Hz. Nuh altıyüz sene uğraşır fakat kavmini putperestlikten vazgeçiremez. İnanmayanları cezalandırması için Allah (c.c)a dua eder, duası kabul olur. “Gözetimimiz altında gemiyi yap” emri gelince (rivayete göre) Hz. Nuh tahtayı nereden bulacağını sorar. Ona ağaç dikmesi emredilir.

Hz. Nuh “Hint meşesi” denilen ağaçları diker. Kırk yıl sonra bu ağaçları keserek Cebrail (a.s)in nezaretinde gemiyi yapar. (İslam Ansiklopedisi Cilt:41, Sayfa:321)

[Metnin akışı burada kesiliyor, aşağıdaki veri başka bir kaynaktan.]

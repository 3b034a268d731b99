use clap::Parser;
use enocean_ua_bridge::config::{CatalogNaming, Config, EnvLayer, Overrides, SensorSource};
use enocean_ua_bridge::lifecycle;
use log::{error, info};
use std::path::PathBuf;
use tokio_util::sync::CancellationToken;

#[derive(Parser)]
#[command(name = "enocean-ua-bridge")]
#[command(about = "Publish EnOcean sensor bridge readings as address-space variables")]
struct Cli {
    /// JSON configuration file
    #[arg(long, env = "BRIDGE_CONFIG")]
    config: Option<PathBuf>,

    /// Directory holding the bridge's per-channel files
    #[arg(long)]
    bridge_dir: Option<PathBuf>,

    /// Where channel readings come from
    #[arg(long, value_enum)]
    source: Option<SensorSource>,

    /// Sync period in milliseconds
    #[arg(long)]
    interval_ms: Option<u64>,

    /// How scalar catalog variables are named
    #[arg(long, value_enum)]
    catalog_naming: Option<CatalogNaming>,
}

impl Cli {
    fn overrides(&self) -> Overrides {
        Overrides {
            bridge_dir: self.bridge_dir.clone(),
            source: self.source,
            sync_interval_ms: self.interval_ms,
            catalog_naming: self.catalog_naming,
        }
    }
}

fn init_logger(env: &EnvLayer) {
    env_logger::Builder::new()
        .parse_filters(env.get("RUST_LOG").unwrap_or("info"))
        .format_timestamp_millis()
        .init();
}

fn main() {
    let env = EnvLayer::from_system();
    init_logger(&env);
    info!("Starting EnOcean UA Bridge");

    let cli = Cli::parse();
    let mut config = match Config::load(cli.config.as_deref(), &env) {
        Ok(config) => config,
        Err(e) => {
            error!("Failed to load configuration: {}", e);
            std::process::exit(1);
        }
    };
    config.apply_overrides(&cli.overrides());
    if let Err(e) = config.validate() {
        error!("{}", e);
        std::process::exit(1);
    }

    info!("Configuration loaded:");
    info!("  Sensor source: {:?}", config.sensors.source);
    info!("  Bridge directory: {}", config.sensors.bridge_dir.display());
    info!("  Sync interval: {} ms", config.server.sync_interval_ms);
    info!("  Namespace: {}", config.server.namespace);

    let runtime = match tokio::runtime::Builder::new_current_thread()
        .enable_all()
        .build()
    {
        Ok(runtime) => runtime,
        Err(e) => {
            error!("Failed to start runtime: {}", e);
            std::process::exit(1);
        }
    };

    let status = runtime.block_on(async {
        let shutdown = CancellationToken::new();
        let _signal_task = lifecycle::install_shutdown_handler(shutdown.clone());
        info!("  - Press Ctrl+C to exit");
        lifecycle::run(&config, shutdown).await
    });

    match status {
        Ok(status) => {
            info!("EnOcean UA Bridge stopped: {}", status);
            std::process::exit(status.exit_code());
        }
        Err(e) => {
            error!("Failed to build address space: {}", e);
            std::process::exit(1);
        }
    }
}
//! Built-in scalar types and the tagged value that carries them.

use super::types::{
    DataValue, ExpandedNodeId, ExtensionObject, LocalizedText, NodeId, QualifiedName, StatusCode,
};
use chrono::{DateTime, Utc};
use strum::{EnumIter, FromRepr, IntoEnumIterator, IntoStaticStr};
use uuid::Uuid;

/// Seconds between 1601-01-01 (the DateTime epoch) and the Unix epoch.
const DATETIME_EPOCH_OFFSET_SECS: i64 = 11_644_473_600;

/// Built-in types, ordered like the standard type table.
///
/// The discriminant is the table ordinal; the data type node id in
/// namespace 0 is `ordinal + 1`.
#[derive(Clone, Copy, Debug, Eq, PartialEq, Hash, FromRepr, EnumIter, IntoStaticStr)]
#[repr(u32)]
pub enum BuiltinType {
    Boolean = 0,
    SByte = 1,
    Byte = 2,
    Int16 = 3,
    UInt16 = 4,
    Int32 = 5,
    UInt32 = 6,
    Int64 = 7,
    UInt64 = 8,
    Float = 9,
    Double = 10,
    String = 11,
    DateTime = 12,
    Guid = 13,
    ByteString = 14,
    XmlElement = 15,
    NodeId = 16,
    ExpandedNodeId = 17,
    StatusCode = 18,
    QualifiedName = 19,
    LocalizedText = 20,
    ExtensionObject = 21,
    DataValue = 22,
    Variant = 23,
    DiagnosticInfo = 24,
}

impl BuiltinType {
    pub fn ordinal(self) -> u32 {
        self as u32
    }

    pub fn type_name(self) -> &'static str {
        self.into()
    }

    pub fn data_type_id(self) -> NodeId {
        NodeId::numeric(0, self.ordinal() + 1)
    }

    /// Types that get a variable in the demo scalar catalog.
    ///
    /// Variant and DiagnosticInfo have no standalone scalar representation.
    pub fn is_catalog_type(self) -> bool {
        !matches!(self, Self::Variant | Self::DiagnosticInfo)
    }

    /// All catalog types in ordinal order.
    pub fn catalog() -> impl Iterator<Item = BuiltinType> {
        Self::iter().filter(|ty| ty.is_catalog_type())
    }

    /// Default-constructed value, or `None` for types without a scalar form.
    pub fn default_value(self) -> Option<Variant> {
        Some(match self {
            Self::Boolean => Variant::Boolean(false),
            Self::SByte => Variant::SByte(0),
            Self::Byte => Variant::Byte(0),
            Self::Int16 => Variant::Int16(0),
            Self::UInt16 => Variant::UInt16(0),
            Self::Int32 => Variant::Int32(0),
            Self::UInt32 => Variant::UInt32(0),
            Self::Int64 => Variant::Int64(0),
            Self::UInt64 => Variant::UInt64(0),
            Self::Float => Variant::Float(0.0),
            Self::Double => Variant::Double(0.0),
            Self::String => Variant::String(String::new()),
            Self::DateTime => Variant::DateTime(datetime_epoch()),
            Self::Guid => Variant::Guid(Uuid::nil()),
            Self::ByteString => Variant::ByteString(Vec::new()),
            Self::XmlElement => Variant::XmlElement(String::new()),
            Self::NodeId => Variant::NodeId(NodeId::null()),
            Self::ExpandedNodeId => Variant::ExpandedNodeId(ExpandedNodeId::default()),
            Self::StatusCode => Variant::StatusCode(StatusCode::GOOD),
            Self::QualifiedName => Variant::QualifiedName(QualifiedName::default()),
            Self::LocalizedText => Variant::LocalizedText(LocalizedText::default()),
            Self::ExtensionObject => Variant::ExtensionObject(ExtensionObject::default()),
            Self::DataValue => Variant::DataValue(Box::default()),
            Self::Variant | Self::DiagnosticInfo => return None,
        })
    }
}

/// The zero DateTime: 1601-01-01T00:00:00Z.
pub fn datetime_epoch() -> DateTime<Utc> {
    DateTime::from_timestamp(-DATETIME_EPOCH_OFFSET_SECS, 0).unwrap_or_default()
}

/// A scalar value of one of the built-in types.
#[derive(Debug, Clone, PartialEq)]
pub enum Variant {
    Boolean(bool),
    SByte(i8),
    Byte(u8),
    Int16(i16),
    UInt16(u16),
    Int32(i32),
    UInt32(u32),
    Int64(i64),
    UInt64(u64),
    Float(f32),
    Double(f64),
    String(String),
    DateTime(DateTime<Utc>),
    Guid(Uuid),
    ByteString(Vec<u8>),
    XmlElement(String),
    NodeId(NodeId),
    ExpandedNodeId(ExpandedNodeId),
    StatusCode(StatusCode),
    QualifiedName(QualifiedName),
    LocalizedText(LocalizedText),
    ExtensionObject(ExtensionObject),
    DataValue(Box<DataValue>),
}

impl Variant {
    pub fn builtin_type(&self) -> BuiltinType {
        match self {
            Self::Boolean(_) => BuiltinType::Boolean,
            Self::SByte(_) => BuiltinType::SByte,
            Self::Byte(_) => BuiltinType::Byte,
            Self::Int16(_) => BuiltinType::Int16,
            Self::UInt16(_) => BuiltinType::UInt16,
            Self::Int32(_) => BuiltinType::Int32,
            Self::UInt32(_) => BuiltinType::UInt32,
            Self::Int64(_) => BuiltinType::Int64,
            Self::UInt64(_) => BuiltinType::UInt64,
            Self::Float(_) => BuiltinType::Float,
            Self::Double(_) => BuiltinType::Double,
            Self::String(_) => BuiltinType::String,
            Self::DateTime(_) => BuiltinType::DateTime,
            Self::Guid(_) => BuiltinType::Guid,
            Self::ByteString(_) => BuiltinType::ByteString,
            Self::XmlElement(_) => BuiltinType::XmlElement,
            Self::NodeId(_) => BuiltinType::NodeId,
            Self::ExpandedNodeId(_) => BuiltinType::ExpandedNodeId,
            Self::StatusCode(_) => BuiltinType::StatusCode,
            Self::QualifiedName(_) => BuiltinType::QualifiedName,
            Self::LocalizedText(_) => BuiltinType::LocalizedText,
            Self::ExtensionObject(_) => BuiltinType::ExtensionObject,
            Self::DataValue(_) => BuiltinType::DataValue,
        }
    }

    pub fn as_i32(&self) -> Option<i32> {
        match self {
            Self::Int32(v) => Some(*v),
            _ => None,
        }
    }
}

impl From<i32> for Variant {
    fn from(value: i32) -> Self {
        Self::Int32(value)
    }
}

impl From<DateTime<Utc>> for Variant {
    fn from(value: DateTime<Utc>) -> Self {
        Self::DateTime(value)
    }
}

#[cfg(test)]
mod tests {
    use super::*;

    #[test]
    fn test_catalog_excludes_variant_and_diagnostic_info() {
        let catalog: Vec<_> = BuiltinType::catalog().collect();
        assert_eq!(catalog.len(), 23);
        assert!(!catalog.contains(&BuiltinType::Variant));
        assert!(!catalog.contains(&BuiltinType::DiagnosticInfo));
        assert_eq!(catalog.first(), Some(&BuiltinType::Boolean));
        assert_eq!(catalog.last(), Some(&BuiltinType::DataValue));
    }

    #[test]
    fn test_default_value_matches_type() {
        for ty in BuiltinType::catalog() {
            let value = ty.default_value().expect("catalog type has a default");
            assert_eq!(value.builtin_type(), ty);
        }
        assert!(BuiltinType::Variant.default_value().is_none());
        assert!(BuiltinType::DiagnosticInfo.default_value().is_none());
    }

    #[test]
    fn test_type_ids_and_names() {
        assert_eq!(BuiltinType::Boolean.data_type_id(), NodeId::numeric(0, 1));
        assert_eq!(BuiltinType::Int32.data_type_id(), NodeId::numeric(0, 6));
        assert_eq!(BuiltinType::DateTime.type_name(), "DateTime");
        assert_eq!(BuiltinType::from_repr(11), Some(BuiltinType::String));
    }

    #[test]
    fn test_datetime_epoch() {
        assert_eq!(datetime_epoch().to_rfc3339(), "1601-01-01T00:00:00+00:00");
    }
}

Hz. Nuh’un gemisi üzerinden konunun toprağa ve ağaca yöneleceğini tahmin etmişsinizdir.

 

Ağaç deyip de geçmeyelim.

 

Ağaç Hz. Nuh’un elinde gemi olmuş, inananları tufandan muhafaza etmiş.

               Fatih’in İstanbul’u fethinde kızak yapılarak gemiler “Haliç’e kaydırılmış.

Ebediyet yolcularına “taput” olur, “sal” olur, “teneşir” olur (eskilerde kalsa da), doğan bebeklerimize “beşik” olur.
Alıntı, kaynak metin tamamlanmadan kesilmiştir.